Your assignment – Where the string "Path" shows up in a line of the records, copy that line.

Top of Records provided

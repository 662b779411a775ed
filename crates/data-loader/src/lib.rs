//! # Data Loader Crate
//!
//! Loads and indexes the item dataset the ranking engine searches over.
//!
//! ## Main Components
//!
//! - **types**: `ItemRecord`, `Dataset` and its columns
//! - **parser**: read and write `.dat` item files
//! - **index**: build the column-oriented `Dataset` from records
//! - **source**: the `DataSource` trait the engine and predicates consume
//! - **generation**: process-wide dataset generation counter
//! - **error**: error types for data loading
//!
//! ## Example Usage
//!
//! ```ignore
//! use data_loader::{DataSource, Dataset};
//! use std::path::Path;
//!
//! let dataset = Dataset::load_from_file(Path::new("data/items.dat"))?;
//! println!("{} items, generation {}", dataset.len(), dataset.generation());
//! ```

pub mod error;
pub mod generation;
pub mod index;
pub mod parser;
pub mod source;
pub mod types;

pub use error::{DataLoadError, Result};
pub use generation::{current_generation, next_generation, Generation};
pub use source::DataSource;
pub use types::{
    AttributeValue, CategoricalColumn, Dataset, ItemId, ItemRecord, UnresolvedAttribute,
};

Bottom of Records provided

Solution to this problem –
//! use std::path::Path;
//! let dataset = Dataset::load_from_file(Path::new("data/items.dat"))?;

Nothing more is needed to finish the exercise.